Doodles Do Algebra – Lesson 8


Update: This Lesson Is Part of Book 1 of Doodles Do Algebra: “Starting Out With Mental Algebra” available on Amazon.


Teacher’s Notes:

Today DoodlePoodle gets in on the action and we add more complexity to the problems covered in previous lessons. The underlying goal is for your child to start thinking in terms of “x” as a placeholder for some unknown quantity.


Available in the book, “Starting Out With Mental Algebra, Book 1 of Doodles Do Algebra”



1. This problem takes your child step by step through the process of figuring out how many boys and how many girls there are in the Smith family. We choose the unknown, x, to represent the number of girls (because there are 3 more boys than girls, thus the smallest number is the number of girls). Based on that the number of boys is x+3 (or three more boys than girls). Then the total (boys and girls together) is (x+3) + x = 13 (the total number of kids). Solving for x means adding x + 3 + x to get 2x + 3. Then to solve for x, you follow along the example given by DoodlePoodle. So 2x + 3 = 13 is the same as 2x = 13 – 3 (you can explain this with the idea that if you take (or add) something from one side of an equation, you have to do the same to the other side of the equation for the equation to stay the same). This is one of those steps where your child just needs to take it on faith right now and learn how to solve these types of problems. The deeper understanding of why it is so comes later. So back to the problem. 2x = 10 (since 13-3 is 10), and then 1x = 5 (when you divide both sides of an equation by the same number the unknown keeps the same value). And finally, x=5. So there are 5 girls (x) and 8 boys (x+3) in the Smith family.

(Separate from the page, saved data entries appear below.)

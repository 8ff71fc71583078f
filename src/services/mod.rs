// SPDX-License-Identifier: MIT
// Copyright 2026 Roland Dreier <roland@rolandd.dev>

//! Services module - business logic layer.

pub mod blob;
pub mod credentials;
pub mod identity;
pub mod merge;
pub mod strava;
pub mod sync;

pub use blob::{AzureBlobStore, AzureStoreProvider, BlobStore, MemoryBlobStore, StoreProvider};
pub use credentials::CredentialSource;
pub use identity::AmbientIdentity;
pub use merge::{merge_records, MergeOutcome};
pub use strava::StravaClient;
pub use sync::{RunOutcome, SyncJob, SyncSettings};
// SPDX-License-Identifier: MIT
// Copyright 2026 Roland Dreier <roland@rolandd.dev>

//! Shared helpers for date/time formatting.

use chrono::{DateTime, Utc};

/// Format the moment a record was ingested, e.g. `2026-10-18 09:00:00.123456`.
pub fn format_ingestion_timestamp(date: DateTime<Utc>) -> String {
    date.format("%Y-%m-%d %H:%M:%S%.6f").to_string()
}

/// Format a timestamp for the `x-ms-date` header (RFC 1123, always GMT).
pub fn format_http_date(date: DateTime<Utc>) -> String {
    date.format("%a, %d %b %Y %H:%M:%S GMT").to_string()
}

2. This problem is completely abstract. Point out to your child the similarity with the first problem, and things will become clear. The sum of the two numbers in this problem is just like The Smiths having 13 children. They are both talking about the total, when you add up both kinds of unknowns (numbers in this case, and children in the previous problem). So Number One + Number Two = 35. Now, the problem also states that the difference between those two numbers is 5. That is the same thing as saying that one number is 5 more than the other, and that is just like the previous problem where there were 3 more boys than girls. So let’s pick Number One = x (this will be the smaller number). Then Number Two = x+5. So Number One + Number Two = The Total, or x + (x+5) = 35. Now we simplify (add in this case) to get 2x + 5 = 35. Then we subtract 5 from both sides, 2x = 30. And finally we divide both sides by 2 (the coefficient of the unknown – a good concept to start embedding in your child’s mind now) and x=15. So One Number is 15 and the Second Number is 20.

So you can see that we are slowly shifting your child away from a simple conceptual understanding of algebra and towards a practical ability to solve more complex, and sometimes abstract, problems. The goal is for your child to be familiar with how algebra basically works, and then to take a trip through a series of vocabulary and definitions (in order to start using Algebra-speak) before returning to Algebra in a more abstract fashion.